━━━━━ ENTRIES PROVIDED

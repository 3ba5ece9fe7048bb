//! Integration tests for the error taxonomy
//!
//! Each operation family carries its own enumerated failure reasons; all of
//! them are plain values that display a human-readable reason.

use relic_foundation::{
    ComponentAllocationError, ComponentDeallocationError, ComponentGetError,
    EntityAllocationError, IdExhausted, RegisterError, StorageInitError, StorageReleaseError,
    UnregisterError,
};

// =============================================================================
// Display
// =============================================================================

#[test]
fn every_family_displays_a_reason() {
    let messages = [
        format!("{}", RegisterError::AlreadyRegistered),
        format!("{}", UnregisterError::ComponentNotFound),
        format!("{}", UnregisterError::NotRegistered),
        format!("{}", EntityAllocationError::InvalidEntityDescriptor),
        format!("{}", StorageInitError::InvalidComponentSize),
        format!("{}", StorageReleaseError::InvalidComponentDescriptor),
        format!("{}", ComponentAllocationError::InvalidConstructor),
        format!("{}", ComponentDeallocationError::InvalidComponentDescriptor),
        format!("{}", ComponentGetError::InvalidComponentId),
        format!("{IdExhausted}"),
    ];

    for message in &messages {
        assert!(!message.is_empty());
    }
}

// =============================================================================
// Value Semantics
// =============================================================================

#[test]
fn errors_are_plain_comparable_values() {
    let a = ComponentAllocationError::AlreadyExists;
    let b = a; // Copy
    assert_eq!(a, b);
    assert_ne!(a, ComponentAllocationError::InvalidEntity);
}

#[test]
fn exhaustion_is_its_own_error() {
    // Identifier exhaustion is reported distinctly, never folded into a
    // catch-all variant.
    assert_eq!(
        EntityAllocationError::IdSpaceExhausted,
        EntityAllocationError::IdSpaceExhausted
    );
    assert_ne!(
        EntityAllocationError::IdSpaceExhausted,
        EntityAllocationError::InvalidEntityDescriptor
    );
}

#[test]
fn errors_implement_std_error() {
    fn assert_error<E: std::error::Error>(_: E) {}

    assert_error(RegisterError::AlreadyRegistered);
    assert_error(ComponentGetError::InvalidEntity);
    assert_error(IdExhausted);
}
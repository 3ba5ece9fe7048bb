//! Error taxonomy, one enum per operation family.
//!
//! Uses `thiserror` for ergonomic error definition. Every failure is
//! returned as a value to the immediate caller; nothing in the store raises
//! through non-local control transfer. Batch operations report one result
//! per input element, so all error types are `Copy + Eq` and cheap to
//! collect and compare.

use thiserror::Error;

/// The identifier space of a pool is exhausted.
///
/// The all-bits-set value is reserved as the null sentinel, so a pool can
/// hand out at most `u64::MAX` identifiers. Callers should treat this as
/// fatal; it is reported distinctly rather than wrapped into a catch-all.
#[derive(Debug, Error, Clone, Copy, PartialEq, Eq)]
#[error("identifier space exhausted")]
pub struct IdExhausted;

/// Failures when recording an entity↔component association.
#[derive(Debug, Error, Clone, Copy, PartialEq, Eq)]
pub enum RegisterError {
    /// The entity already holds this component type.
    #[error("component already registered for entity")]
    AlreadyRegistered,
}

/// Failures when removing an entity↔component association.
#[derive(Debug, Error, Clone, Copy, PartialEq, Eq)]
pub enum UnregisterError {
    /// The component type is unknown to the index; no entity holds it.
    #[error("component not found")]
    ComponentNotFound,
    /// The component type is known, but this entity does not hold it.
    #[error("component not registered for entity")]
    NotRegistered,
}

/// Failures when allocating or deallocating entities.
#[derive(Debug, Error, Clone, Copy, PartialEq, Eq)]
pub enum EntityAllocationError {
    /// The handle does not name a live entity.
    #[error("invalid entity descriptor")]
    InvalidEntityDescriptor,
    /// The entity identifier space is exhausted.
    #[error("entity identifier space exhausted")]
    IdSpaceExhausted,
}

/// Failures when initializing a component storage.
#[derive(Debug, Error, Clone, Copy, PartialEq, Eq)]
pub enum StorageInitError {
    /// The declared component payload size is zero.
    #[error("invalid component size")]
    InvalidComponentSize,
    /// The descriptor identifier space is exhausted.
    #[error("component descriptor space exhausted")]
    IdSpaceExhausted,
}

/// Failures when releasing a component storage.
#[derive(Debug, Error, Clone, Copy, PartialEq, Eq)]
pub enum StorageReleaseError {
    /// The descriptor does not name a registered storage.
    #[error("invalid component descriptor")]
    InvalidComponentDescriptor,
}

/// Failures when allocating or constructing a component instance.
#[derive(Debug, Error, Clone, Copy, PartialEq, Eq)]
pub enum ComponentAllocationError {
    /// The entity already holds an instance of this component type.
    #[error("component already exists for entity")]
    AlreadyExists,
    /// No construct callback was registered for this component type.
    #[error("invalid constructor")]
    InvalidConstructor,
    /// The descriptor does not name a registered storage.
    #[error("invalid component descriptor")]
    InvalidComponentDescriptor,
    /// The handle does not name a live entity.
    #[error("invalid entity")]
    InvalidEntity,
    /// The arena's slot identifier space is exhausted.
    #[error("slot identifier space exhausted")]
    IdSpaceExhausted,
}

/// Failures when deallocating a component instance.
#[derive(Debug, Error, Clone, Copy, PartialEq, Eq)]
pub enum ComponentDeallocationError {
    /// The descriptor does not name a registered storage.
    #[error("invalid component descriptor")]
    InvalidComponentDescriptor,
    /// The entity is not live, or holds no instance of this component type.
    #[error("invalid entity")]
    InvalidEntity,
}

/// Failures when looking up a component instance.
#[derive(Debug, Error, Clone, Copy, PartialEq, Eq)]
pub enum ComponentGetError {
    /// The handle does not name a live entity.
    #[error("invalid entity")]
    InvalidEntity,
    /// The entity holds no instance of this component type, or the
    /// descriptor does not name a registered storage.
    #[error("invalid component id")]
    InvalidComponentId,
}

━━━━━━━━━━

REQUIRED ACTION
Starting with the line that contains "slot identifier space is exhausted.", restate every line through the end of the records above, exactly and with no other lines.

SOLUTION TO THIS PROBLEM
    /// The arena's slot identifier space is exhausted.
    #[error("slot identifier space exhausted")]
    IdSpaceExhausted,
}

/// Failures when deallocating a component instance.
#[derive(Debug, Error, Clone, Copy, PartialEq, Eq)]
pub enum ComponentDeallocationError {
    /// The descriptor does not name a registered storage.
    #[error("invalid component descriptor")]
    InvalidComponentDescriptor,
    /// The entity is not live, or holds no instance of this component type.
    #[error("invalid entity")]
    InvalidEntity,
}

/// Failures when looking up a component instance.
#[derive(Debug, Error, Clone, Copy, PartialEq, Eq)]
pub enum ComponentGetError {
    /// The handle does not name a live entity.
    #[error("invalid entity")]
    InvalidEntity,
    /// The entity holds no instance of this component type, or the
    /// descriptor does not name a registered storage.
    #[error("invalid component id")]
    InvalidComponentId,
}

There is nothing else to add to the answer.